§ How to complete this task
Below are some records. Reproduce them exactly from their first line through the line with "let len = c.u32(SECTION)? as u64;", inclusive.

§ Given entries
┄┄┄┄┄┄

//! Value label dictionaries.
//!
//! Every revision stores the same table body:
//!
//! ```text
//! len        4   length of the table that follows the padding
//! labname    w   NUL terminated (33 bytes, 129 in 118)
//! padding    3
//! n          4   number of entries
//! txtlen     4   length of txt[]
//! off[]    4*n   offsets into txt[]
//! val[]    4*n   values
//! txt[]  txtlen  NUL terminated labels
//! ```
//!
//! Legacy files repeat tables up to end of file; mapped files wrap each one
//! in `<lbl>...</lbl>` inside `<value_labels>...</value_labels>`.

use std::collections::HashMap;
use std::sync::Arc;

use log::{debug, warn};

use super::cursor::Cursor;
use super::error::{Error, Result};
use super::values::bytes_to_string;
use super::{ValueLabelTable, Variable};

const SECTION: &str = "value labels";

pub fn parse_value_label_table(c: &mut Cursor, name_width: usize) -> Result<ValueLabelTable> {
    let start = c.position();
    let len = c.u32(SECTION)? as u64;
    let labelname = c.text(name_width, SECTION)?;
    c.skip(3, SECTION)?;
    let n = c.u32(SECTION)? as u64;
    let txtlen = c.u32(SECTION)? as u64;

    let body = 8 * n + txtlen;
    if body > c.len() - c.position() {
        return Err(Error::malformed(
            SECTION,
            start,
            format!("table {labelname:?} with {n} entries runs past end of file"),
        ));
    }
    if len != body + 8 {
        warn!("value label table {labelname:?} declares {len} bytes, contents use {}", body + 8);
    }

    let n = n as usize;
    let mut offsets = Vec::with_capacity(n);
    for _ in 0..n {
        offsets.push(c.u32(SECTION)? as usize);
    }
    let mut values = Vec::with_capacity(n);
    for _ in 0..n {
        values.push(c.i32(SECTION)?);
    }
    let txt_at = c.position();
    let txt = c.take(txtlen as usize, SECTION)?;

    let mut labels = HashMap::with_capacity(n);
    for (i, (&o, &v)) in offsets.iter().zip(&values).enumerate() {
        if o > txt.len() {
            return Err(Error::malformed(
                SECTION,
                txt_at,
                format!("label {i} of {labelname:?} starts at {o}, text is {} bytes", txt.len()),
            ));
        }
        let end = match offsets.get(i + 1) {
            Some(&next) if next >= o => next.min(txt.len()),
            Some(&next) => {
                warn!("label offsets of {labelname:?} decrease at entry {i} ({o} > {next})");
                txt.len()
            }
            None => txt.len(),
        };
        labels.insert(v.to_string(), bytes_to_string(&txt[o..end]));
    }
    debug!("value labels {labelname:?}: {} entries at {start}", labels.len());
    Ok(ValueLabelTable { labelname, labels })
}

/// Tables follow one another until end of file.
pub fn parse_value_labels_legacy(c: &mut Cursor, name_width: usize) -> Result<Vec<ValueLabelTable>> {
    let mut tables = Vec::new();
    while !c.at_end() {
        tables.push(parse_value_label_table(c, name_width)?);
    }
    Ok(tables)
}

/// Expects the cursor on `<value_labels>`.
pub fn parse_value_labels_mapped(c: &mut Cursor, name_width: usize) -> Result<Vec<ValueLabelTable>> {
    c.tag(b"<value_labels>", SECTION)?;
    let mut tables = Vec::new();
    while c.peek_tag(b"<lbl>") {
        c.tag(b"<lbl>", SECTION)?;
        tables.push(parse_value_label_table(c, name_width)?);
        c.tag(b"</lbl>", SECTION)?;
    }
    c.tag(b"</value_labels>", SECTION)?;
    Ok(tables)
}

/// Attaches each table to every variable naming it.
///
/// Tables sharing a name are merged first; tables nobody names are dropped.
pub fn bind_value_labels(vars: &mut [Variable], tables: Vec<ValueLabelTable>) {
    let mut by_name: HashMap<String, ValueLabelTable> = HashMap::new();
    for t in tables {
        match by_name.get_mut(&t.labelname) {
            Some(existing) => existing.labels.extend(t.labels),
            None => {
                by_name.insert(t.labelname.clone(), t);
            }
        }
    }
    let by_name: HashMap<String, Arc<ValueLabelTable>> = by_name
        .into_iter()
        .map(|(k, t)| (k, Arc::new(t)))
        .collect();
    for v in vars.iter_mut().filter(|v| !v.value_label.is_empty()) {
        v.dictionary = by_name.get(&v.value_label).cloned();
    }
}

┄┄┄┄┄┄

§ Response to the exercise
//! Value label dictionaries.
//!
//! Every revision stores the same table body:
//!
//! ```text
//! len        4   length of the table that follows the padding
//! labname    w   NUL terminated (33 bytes, 129 in 118)
//! padding    3
//! n          4   number of entries
//! txtlen     4   length of txt[]
//! off[]    4*n   offsets into txt[]
//! val[]    4*n   values
//! txt[]  txtlen  NUL terminated labels
//! ```
//!
//! Legacy files repeat tables up to end of file; mapped files wrap each one
//! in `<lbl>...</lbl>` inside `<value_labels>...</value_labels>`.

use std::collections::HashMap;
use std::sync::Arc;

use log::{debug, warn};

use super::cursor::Cursor;
use super::error::{Error, Result};
use super::values::bytes_to_string;
use super::{ValueLabelTable, Variable};

const SECTION: &str = "value labels";

pub fn parse_value_label_table(c: &mut Cursor, name_width: usize) -> Result<ValueLabelTable> {
    let start = c.position();
    let len = c.u32(SECTION)? as u64;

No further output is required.